YOUR GOAL: Look through the material for lines with the word "RemoteExecutor", and copy each one.

ENTRIES PROVIDED:
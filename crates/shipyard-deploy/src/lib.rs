//! shipyard-deploy
//!
//! The deploy pipeline: provisioning through the cloud provider, cluster
//! bootstrap, image build, workloads, public tunnels and traffic
//! verification, plus the matching teardown.
//!
//! ```ignore
//! let env = DeployEnv { config, provider, connector, tunnels, builder, probe, .. };
//! let mut ctx = RunContext::new();
//! steps::deploy_pipeline().run(&env, &mut ctx, &Silent).await?;
//! ```

pub mod context;
pub mod env;
pub mod error;
pub mod image;
pub mod lock;
pub mod pipeline;
pub mod reconcile;
pub mod retention;
pub mod steps;
pub mod teardown;
pub mod tunnels;
pub mod verify;
pub mod volume;
pub mod workloads;

pub use context::{ProvisionedServer, RunContext};
pub use env::{DeployEnv, DeployPolicy};
pub use error::{DeploymentError, Result};
pub use image::{ImageBuilder, ImageError, ImageRequest, RemoteDockerBuilder};
pub use pipeline::{Pipeline, Silent, Step, StepObserver};
pub use steps::deploy_pipeline;
pub use teardown::Teardown;
pub use verify::{HttpProbe, ProbeOutcome, ReqwestProbe, TrafficVerifier, VerifyPolicy};
//! Cloud provider trait definition

use crate::error::{CloudError, Result};
use crate::resource::{Firewall, Network, Server, ServerCreateOptions, Volume, VolumeCreateOptions};
use crate::teardown::BestEffort;
use async_trait::async_trait;
use serde::{Deserialize, Serialize};
use shipyard_remote::RemoteExecutor;
use std::fmt;
use std::str::FromStr;
use tokio_util::sync::CancellationToken;

/// Cloud provider abstraction trait
///
/// Hetzner, AWS and Scaleway implement this trait so the reconciler can
/// provision the same topology on any of them.
///
/// Idempotency contract: every create operation first looks the resource up
/// by name and returns the existing one unmodified when present. Calling
/// `find_or_create_network("x")` twice yields the same id, never a duplicate.
#[async_trait]
pub trait CloudProvider: Send + Sync {
    /// Returns the provider name (e.g., "hetzner", "aws")
    fn name(&self) -> &str;

    // ---- Network ----

    async fn find_or_create_network(&self, name: &str) -> Result<Network>;

    /// Fails with [`CloudError::Network`] when absent
    async fn get_network_by_name(&self, name: &str) -> Result<Network>;

    async fn delete_network(&self, id: &str) -> Result<()>;

    // ---- Firewall ----

    /// Created firewalls always carry an SSH (tcp/22) ingress rule
    async fn find_or_create_firewall(&self, name: &str) -> Result<Firewall>;

    /// Fails with [`CloudError::Firewall`] when absent
    async fn get_firewall_by_name(&self, name: &str) -> Result<Firewall>;

    async fn delete_firewall(&self, id: &str) -> Result<()>;

    // ---- Server ----

    async fn find_server(&self, name: &str) -> Result<Option<Server>>;

    async fn find_server_by_id(&self, id: &str) -> Result<Option<Server>>;

    async fn list_servers(&self) -> Result<Vec<Server>>;

    /// Returns the existing server when one with `opts.name` already exists
    async fn create_server(&self, opts: &ServerCreateOptions) -> Result<Server>;

    /// Poll until the server is running with a public address.
    /// Fails with [`CloudError::ServerCreation`] after `max_attempts`.
    async fn wait_for_server(
        &self,
        id: &str,
        max_attempts: u32,
        cancel: &CancellationToken,
    ) -> Result<Server>;

    /// Detach from firewalls/networks first (best-effort), then delete.
    /// The returned report lists detach failures that were swallowed.
    async fn delete_server(&self, id: &str) -> Result<BestEffort>;

    // ---- Volume ----

    /// Returns the existing volume when one with `opts.name` already exists
    async fn create_volume(&self, opts: &VolumeCreateOptions) -> Result<Volume>;

    async fn get_volume(&self, id: &str) -> Result<Option<Volume>>;

    async fn get_volume_by_name(&self, name: &str) -> Result<Option<Volume>>;

    async fn delete_volume(&self, id: &str) -> Result<()>;

    /// No-op when the volume is already attached to `server_id`
    async fn attach_volume(&self, volume_id: &str, server_id: &str) -> Result<()>;

    async fn detach_volume(&self, volume_id: &str) -> Result<()>;

    /// Poll for the block device path of an attached volume. Providers that
    /// do not report it through their API look it up on the host via `remote`.
    async fn wait_for_device_path(
        &self,
        volume_id: &str,
        remote: &dyn RemoteExecutor,
        cancel: &CancellationToken,
    ) -> Result<Option<String>>;

    // ---- Validation ----

    async fn validate_credentials(&self) -> Result<()>;

    async fn validate_instance_type(&self, instance_type: &str) -> Result<()>;

    async fn validate_region(&self, region: &str) -> Result<()>;
}

/// Supported compute vendors
#[derive(Debug, Clone, Copy, PartialEq, Eq, Hash, Serialize, Deserialize)]
#[serde(rename_all = "lowercase")]
pub enum ProviderKind {
    Hetzner,
    Aws,
    Scaleway,
}

impl ProviderKind {
    pub fn as_str(&self) -> &'static str {
        match self {
            ProviderKind::Hetzner => "hetzner",
            ProviderKind::Aws => "aws",
            ProviderKind::Scaleway => "scaleway",
        }
    }
}

impl fmt::Display for ProviderKind {
    fn fmt(&self, f: &mut fmt::Formatter<'_>) -> fmt::Result {
        f.write_str(self.as_str())
    }
}

impl FromStr for ProviderKind {
    type Err = CloudError;

    fn from_str(s: &str) -> Result<Self> {
        match s.to_ascii_lowercase().as_str() {
            "hetzner" => Ok(ProviderKind::Hetzner),
            "aws" => Ok(ProviderKind::Aws),
            "scaleway" => Ok(ProviderKind::Scaleway),
            other => Err(CloudError::Validation(format!(
                "unknown provider: {} (expected hetzner, aws or scaleway)",
                other
            ))),
        }
    }
}

#[cfg(test)]
mod tests {
    use super::*;

    #[test]
    fn test_provider_kind_roundtrip() {
        for kind in [ProviderKind::Hetzner, ProviderKind::Aws, ProviderKind::Scaleway] {
            assert_eq!(kind.to_string().parse::<ProviderKind>().unwrap(), kind);
        }
        assert!("digitalocean".parse::<ProviderKind>().is_err());
    }
}
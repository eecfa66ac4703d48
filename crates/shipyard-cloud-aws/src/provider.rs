//! AWS EC2 provider implementation

use crate::convert::{aws_error, ebs_to_volume, filter, instance_to_server, name_tag, newest_image};
use async_trait::async_trait;
use aws_sdk_ec2::Client;
use aws_sdk_ec2::config::Credentials;
use aws_sdk_ec2::types::{
    AttributeBooleanValue, InstanceType, IpPermission, IpRange, ResourceType, UserIdGroupPair,
    VolumeType,
};
use base64::Engine;
use base64::engine::general_purpose::STANDARD as BASE64;
use shipyard_cloud::{
    BestEffort, CloudError, CloudProvider, DEVICE_PATH_POLL, Firewall, NETWORK_CIDR, Network,
    PollError, PollPolicy, Result, SUBNET_CIDR, Server, ServerCreateOptions, Volume,
    VolumeCreateOptions, poll,
};
use shipyard_remote::RemoteExecutor;
use std::sync::Mutex;
use tokio_util::sync::CancellationToken;
use tracing::{debug, info};

pub const DEFAULT_REGION: &str = "us-east-1";

/// Canonical's publisher account
const UBUNTU_OWNER: &str = "099720109477";
const UBUNTU_AMI_PATTERN: &str = "ubuntu/images/hvm-ssd/ubuntu-jammy-22.04-amd64-server-*";

const SERVER_POLL_SECS: u64 = 5;
const VOLUME_DEVICE: &str = "/dev/xvdf";

/// Nitro instances expose EBS volumes as NVMe devices linked from a
/// by-id path built from the volume id. Xen instances keep the attachment name.
fn resolve_device_script(volume_id: &str, attachment: &str) -> String {
    let by_id = format!(
        "/dev/disk/by-id/nvme-Amazon_Elastic_Block_Store_{}",
        volume_id.replace('-', "")
    );
    format!(
        "if [ -e {by_id} ]; then readlink -f {by_id}; elif [ -b {att} ]; then echo {att}; fi",
        by_id = by_id,
        att = attachment
    )
}

/// Instance states that still count as "exists" for name lookups
const LIVE_STATES: &[&str] = &["pending", "running", "stopping", "stopped"];

/// AWS EC2 provider
pub struct AwsProvider {
    client: Client,
    region: String,
    /// VPC resolved by the last network call; security groups are created in it
    vpc_id: Mutex<Option<String>>,
}
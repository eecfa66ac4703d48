//! Shipyard Cloud Infrastructure
//!
//! This crate provides the provider abstraction shipyard provisions through:
//! one trait for compute vendors and one for public tunnel ingress.
//!
//! # Supported Providers
//!
//! - **Hetzner Cloud**: Networks, Firewalls, Servers, Volumes (REST API)
//! - **Scaleway**: Private Networks, Security Groups, Instances, Block volumes (REST API)
//! - **AWS**: VPCs, Security Groups, EC2 instances, EBS volumes (aws-sdk-ec2)
//! - **Cloudflare**: Tunnels and DNS (REST API)
//!
//! # Architecture
//!
//! ```text
//! ┌─────────────────────────────────────────────────┐
//! │                  shipyard CLI                    │
//! │              (shipyard deploy/delete)            │
//! └─────────────────┬───────────────────────────────┘
//!                   │
//! ┌─────────────────▼───────────────────────────────┐
//! │                shipyard-cloud                    │
//! │  ┌──────────────────────────────────────────┐   │
//! │  │  trait CloudProvider / TunnelProvider     │   │
//! │  └──────────────────────────────────────────┘   │
//! │  ┌──────────────┐  ┌──────────────┐            │
//! │  │ poll / retry │  │  BestEffort  │            │
//! │  └──────────────┘  └──────────────┘            │
//! └───────┬──────────┬──────────┬──────────┬────────┘
//!         │          │          │          │
//!   ┌─────▼───┐ ┌────▼────┐ ┌───▼───┐ ┌────▼─────┐
//!   │ hetzner │ │scaleway │ │  aws  │ │cloudflare│
//!   └─────────┘ └─────────┘ └───────┘ └──────────┘
//! ```

pub mod error;
#[cfg(any(test, feature = "test-util"))]
pub mod memory;
pub mod poll;
pub mod provider;
pub mod resource;
pub mod teardown;
pub mod tunnel;

// Re-exports
pub use error::{CloudError, Result};
pub use poll::{PollError, PollPolicy, RetryConfig, pause, poll, retry_with_backoff};
pub use provider::{CloudProvider, ProviderKind};
pub use resource::{
    Firewall, Network, Server, ServerCreateOptions, ServerStatus, Volume, VolumeCreateOptions,
};
pub use teardown::{BestEffort, SkippedFailure};
pub use tunnel::{TunnelInfo, TunnelProvider, TunnelRequest};

/// Address plan shared by every provider
pub const NETWORK_CIDR: &str = "10.0.0.0/16";
pub const SUBNET_CIDR: &str = "10.0.1.0/24";

/// Filesystem every block volume carries, whether the provider formats it
/// or the mounter does
pub const VOLUME_FILESYSTEM: &str = "xfs";

/// Poll budget for `wait_for_device_path`
pub const DEVICE_PATH_POLL: PollPolicy = PollPolicy::secs(30, 2);
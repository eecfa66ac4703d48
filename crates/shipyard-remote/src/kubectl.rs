//! kubectl operations over a remote executor

use crate::error::Result;
use crate::executor::{RemoteCommand, RemoteExecutor};
use crate::shell::quote;

/// Thin wrapper issuing `kubectl` on the cluster host behind `exec`
pub struct Kubectl<'a> {
    exec: &'a dyn RemoteExecutor,
}

impl<'a> Kubectl<'a> {
    pub fn new(exec: &'a dyn RemoteExecutor) -> Self {
        Self { exec }
    }

    /// `kubectl apply -f -` with the manifest fed through a quoted heredoc
    pub async fn apply(&self, manifest: &str) -> Result<String> {
        self.exec.execute(&apply_script(manifest)).await
    }

    /// Same as [`Kubectl::apply`] but masks `secret` in logs and errors
    pub async fn apply_sensitive(&self, manifest: &str, secret: &str) -> Result<String> {
        self.exec
            .run(RemoteCommand::new(apply_script(manifest)).redacting(secret))
            .await
    }

    pub async fn apply_url(&self, url: &str) -> Result<String> {
        self.exec
            .run(RemoteCommand::new(format!("kubectl apply -f {}", url)).streaming())
            .await
    }

    pub async fn get_jsonpath(
        &self,
        kind: &str,
        name: &str,
        namespace: &str,
        jsonpath: &str,
    ) -> Result<String> {
        let output = self
            .exec
            .execute(&format!(
                "kubectl get {} {} -n {} -o jsonpath='{}'",
                kind, name, namespace, jsonpath
            ))
            .await?;
        Ok(output.trim().trim_matches('\'').to_string())
    }

    pub async fn rollout_status(
        &self,
        kind: &str,
        name: &str,
        namespace: &str,
        timeout_secs: u64,
    ) -> Result<String> {
        self.exec
            .execute(&format!(
                "kubectl rollout status {}/{} -n {} --timeout={}s",
                kind, name, namespace, timeout_secs
            ))
            .await
    }

    /// `kubectl get nodes -o name`, with the `node/` prefix stripped
    pub async fn node_names(&self) -> Result<Vec<String>> {
        let output = self.exec.execute("kubectl get nodes -o name").await?;
        Ok(output
            .lines()
            .map(|l| l.trim().trim_start_matches("node/").to_string())
            .filter(|l| !l.is_empty())
            .collect())
    }

    pub async fn first_node_name(&self) -> Result<String> {
        let output = self
            .exec
            .execute("kubectl get nodes -o jsonpath='{.items[0].metadata.name}'")
            .await?;
        Ok(output.trim().trim_matches('\'').to_string())
    }

    pub async fn label_node(&self, node: &str, key: &str, value: &str) -> Result<String> {
        self.exec
            .execute(&format!(
                "kubectl label node {} {}={} --overwrite",
                node, key, value
            ))
            .await
    }

    pub async fn first_pod(&self, selector: &str, namespace: &str) -> Result<String> {
        let output = self
            .exec
            .execute(&format!(
                "kubectl get pod -l {} -n {} -o jsonpath='{{.items[0].metadata.name}}'",
                selector, namespace
            ))
            .await?;
        Ok(output.trim().trim_matches('\'').to_string())
    }

    pub async fn exec_in_pod(&self, pod: &str, namespace: &str, command: &str) -> Result<String> {
        self.exec
            .execute(&format!(
                "kubectl exec -n {} {} -- sh -c {}",
                namespace,
                pod,
                quote(command)
            ))
            .await
    }

    pub async fn logs(&self, pod: &str, namespace: &str, tail: u32) -> Result<String> {
        self.exec
            .execute(&format!(
                "kubectl logs {} -n {} --tail={}",
                pod, namespace, tail
            ))
            .await
    }
}

fn apply_script(manifest: &str) -> String {
    format!(
        "cat <<'EOF' | kubectl apply -f -\n{}\nEOF",
        manifest.trim_end()
    )
}

#[cfg(test)]
mod tests {
    use super::*;

    #[test]
    fn test_apply_script_uses_quoted_heredoc() {
        let script = apply_script("kind: Namespace\n");
        assert!(script.starts_with("cat <<'EOF' | kubectl apply -f -\n"));
        assert!(script.ends_with("kind: Namespace\nEOF"));
    }
}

TASK RESPONSE:
use shipyard_remote::RemoteExecutor;
        remote: &dyn RemoteExecutor,
use shipyard_remote::RemoteExecutor;
use crate::executor::{RemoteCommand, RemoteExecutor};
    exec: &'a dyn RemoteExecutor,
    pub fn new(exec: &'a dyn RemoteExecutor) -> Self {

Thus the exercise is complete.